TEKİN’NDEN PARTİ İÇİ TARTIŞMALARA YANIT
CHP’nin birtakım yöneticilerinin kendisi hakkında yaptığı açıklamalara ait Tekin, tahrik edilmek istendiğini öne sürerek şunları söyledi:
Kimseyi üzmek istemem. Partiyi bu duruma ben getirmedim. Ortada bir cenaze var, o cenazeyi kaldırmayalım koksun mu? Partiden ihraç edildiğim çabucak açıklandı. İtirafçı olup da halen parti üyesi olan bildiğim 7 kişi var. Onlara dokunulmuyor.

“42 YILDIR CHP’DEYİM, VAZİFEMİZ ATEŞİ SÖNDÜRMEK”
Asliye Hukuk Mahkemesi’nin CHP’li olmayan şahıslar üzerinde de kayyum atayabileceğine dikkat çeken Tekin, “Ben 42 yıldır CHP’deyim, her kademesinde misyon yaptım. Bizden niye rahatsız oluyorlar anlamış değilim. Vazife süremizde CHP’nin tüzüğü ve hukuku neyi gerektiriyorsa onu yapacağız. Kederimiz partimize düşen ateşi söndürmek” tabirlerini kullandı.
Tekin ayrıyeten, vazifeleri sonlandırılan partili arkadaşlarının haklarını ve hukuklarını sonuna kadar koruyacaklarını söyledi.
CHP’DEKİ YETKİ TARTIŞMASI: “GÖREV GASBIDIR”
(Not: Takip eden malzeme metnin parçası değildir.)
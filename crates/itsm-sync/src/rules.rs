use std::path::Path;

use anyhow::{Context, Result};
use itsm_core::ClassificationRules;
use tracing::info;

/// Rule table from a YAML file, or the built-in table when no path is given.
pub fn load_rules(path: Option<&Path>) -> Result<ClassificationRules> {
    let Some(path) = path else {
        return Ok(ClassificationRules::builtin());
    };
    let yaml = std::fs::read_to_string(path).with_context(|| format!("reading {}", path.display()))?;
    let rules: ClassificationRules =
        serde_yaml::from_str(&yaml).with_context(|| format!("parsing {}", path.display()))?;
    info!(path = %path.display(), rules = rules.rules.len(), "loaded classification rules");
    Ok(rules)
}
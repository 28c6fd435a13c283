use std::time::Duration;

use anyhow::Context;
use async_trait::async_trait;
use itsm_storage::{BackoffPolicy, HttpClientConfig, HttpFetcher};
use reqwest::header::{HeaderMap, HeaderValue, ACCEPT};
use serde_json::{json, Value as JsonValue};
use tracing::{info, warn};

use crate::{RawRecord, SourceError, TicketSource};

/// Shipped in sample configs; treated the same as no key at all.
pub const API_KEY_PLACEHOLDER: &str = "YOUR_SDP_API_KEY_HERE";

const SDP_ACCEPT: &str = "application/vnd.manageengine.sdp.v3+json";

pub const FIELDS_REQUIRED: &[&str] = &[
    "id",
    "subject",
    "description",
    "status",
    "priority",
    "category",
    "request_type",
    "is_service_request",
    "technician",
    "account",
    "created_time",
    "responded_time",
    "resolved_time",
    "completed_time",
    "time_elapsed",
    "is_overdue",
];

#[derive(Debug, Clone)]
pub struct ApiSourceConfig {
    pub base_url: String,
    pub api_key: Option<String>,
    pub page_size: usize,
    pub max_pages: usize,
    pub timeout: Duration,
    pub backoff: BackoffPolicy,
}

impl Default for ApiSourceConfig {
    fn default() -> Self {
        Self {
            base_url: "https://sdp.example.com/api/v3".to_string(),
            api_key: None,
            page_size: 100,
            max_pages: 20,
            timeout: Duration::from_secs(30),
            backoff: BackoffPolicy::default(),
        }
    }
}

impl ApiSourceConfig {
    /// The key, unless it is missing, blank or the shipped placeholder.
    pub fn usable_api_key(&self) -> Option<&str> {
        self.api_key
            .as_deref()
            .map(str::trim)
            .filter(|key| !key.is_empty() && *key != API_KEY_PLACEHOLDER)
    }
}

/// Paged REST fetcher against the ServiceDesk Plus v3 `requests` endpoint.
#[derive(Debug, Clone)]
pub struct ApiSource {
    http: HttpFetcher,
    url: String,
    headers: HeaderMap,
    page_size: usize,
    max_pages: usize,
}

impl ApiSource {
    /// `Ok(None)` when no usable API key is configured.
    pub fn from_config(config: &ApiSourceConfig) -> anyhow::Result<Option<Self>> {
        let Some(api_key) = config.usable_api_key() else {
            warn!("SDP API key not configured; skipping API source");
            return Ok(None);
        };

        let mut headers = HeaderMap::new();
        headers.insert(
            "authtoken",
            HeaderValue::from_str(api_key).context("SDP API key is not a valid header value")?,
        );
        headers.insert(ACCEPT, HeaderValue::from_static(SDP_ACCEPT));

        let http = HttpFetcher::new(HttpClientConfig {
            timeout: config.timeout,
            backoff: config.backoff,
            ..HttpClientConfig::default()
        })?;

        Ok(Some(Self {
            http,
            url: format!("{}/requests", config.base_url.trim_end_matches('/')),
            headers,
            page_size: config.page_size.max(1),
            max_pages: config.max_pages,
        }))
    }

    fn list_info(&self, page: usize) -> JsonValue {
        json!({
            "list_info": {
                "row_count": self.page_size,
                "start_index": page * self.page_size + 1,
                "sort_field": "created_time",
                "sort_order": "desc",
                "fields_required": FIELDS_REQUIRED,
            }
        })
    }

    async fn fetch_page(&self, page: usize) -> Result<Vec<JsonValue>, SourceError> {
        let query = [("input_data", self.list_info(page).to_string())];
        let response = self.http.get(self.name(), &self.url, &query, &self.headers).await?;
        let body: JsonValue = response.json()?;
        match body.get("requests") {
            None | Some(JsonValue::Null) => Ok(Vec::new()),
            Some(JsonValue::Array(items)) => Ok(items.clone()),
            Some(other) => Err(SourceError::InvalidPayload(format!(
                "`requests` is not an array: {other}"
            ))),
        }
    }
}

#[async_trait]
impl TicketSource for ApiSource {
    fn name(&self) -> &'static str {
        "api"
    }

    async fn fetch(&self) -> Result<Vec<RawRecord>, SourceError> {
        let mut records = Vec::new();
        for page in 0..self.max_pages {
            let items = match self.fetch_page(page).await {
                Ok(items) => items,
                Err(err) if page == 0 => return Err(err),
                Err(err) => {
                    warn!(page = page + 1, error = %err, "page fetch failed; keeping earlier pages");
                    break;
                }
            };
            if items.is_empty() {
                break;
            }
            let short_page = items.len() < self.page_size;
            records.extend(items.into_iter().map(RawRecord::Api));
            if short_page {
                break;
            }
        }
        info!(records = records.len(), url = %self.url, "api fetch complete");
        Ok(records)
    }
}

#[cfg(test)]
mod tests {
    use super::*;

    #[test]
    fn placeholder_and_blank_keys_are_unusable() {
        let mut config = ApiSourceConfig::default();
        assert_eq!(config.usable_api_key(), None);
        config.api_key = Some(API_KEY_PLACEHOLDER.into());
        assert_eq!(config.usable_api_key(), None);
        config.api_key = Some("   ".into());
        assert_eq!(config.usable_api_key(), None);
        config.api_key = Some("abc123".into());
        assert_eq!(config.usable_api_key(), Some("abc123"));
    }

    #[test]
    fn unconfigured_source_is_not_constructed() {
        let source = ApiSource::from_config(&ApiSourceConfig::default()).unwrap();
        assert!(source.is_none());
    }

    #[test]
    fn list_info_pages_are_one_based_and_sorted_newest_first() {
        let config = ApiSourceConfig {
            api_key: Some("k".into()),
            page_size: 25,
            ..ApiSourceConfig::default()
        };
        let source = ApiSource::from_config(&config).unwrap().unwrap();
        let info = source.list_info(2);
        assert_eq!(info["list_info"]["row_count"], 25);
        assert_eq!(info["list_info"]["start_index"], 51);
        assert_eq!(info["list_info"]["sort_field"], "created_time");
        assert_eq!(info["list_info"]["sort_order"], "desc");
        assert_eq!(source.url, "https://sdp.example.com/api/v3/requests");
    }
}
CHP’nin Yüksek Seçim Kurulu Temsilcisi Mehmet Hadimi Yakupoğlu, mahkemenin kararının yetki aşımına girdiğini belirterek şunları söyledi:
Asliye Hukuk Mahkemeleri sadece Siyasi Partiler Kanunu’nda düzenlenmemiş mevzularda yetkilidir. Siyasi partilerin kongrelerindeki seçimler, Siyasi Partiler Kanunu 21. unsuruna nazaran hakim nezaret ve kontrolünde yapılır. İlçe seçim şurasının verdiği mazbata sırf Anayasa’nın 79. unsuruna nazaran YSK tarafından iptal edilebilir. Mahkemenin kararı direkt bu kanunlara karşıttır ve vazife gasbıdır.
Yakupoğlu, YSK kararlarının bağlayıcı olduğunu ve Anayasa Mahkemesi yahut AİHM dahi bu kararları denetleyemeyeceğini vurguladı.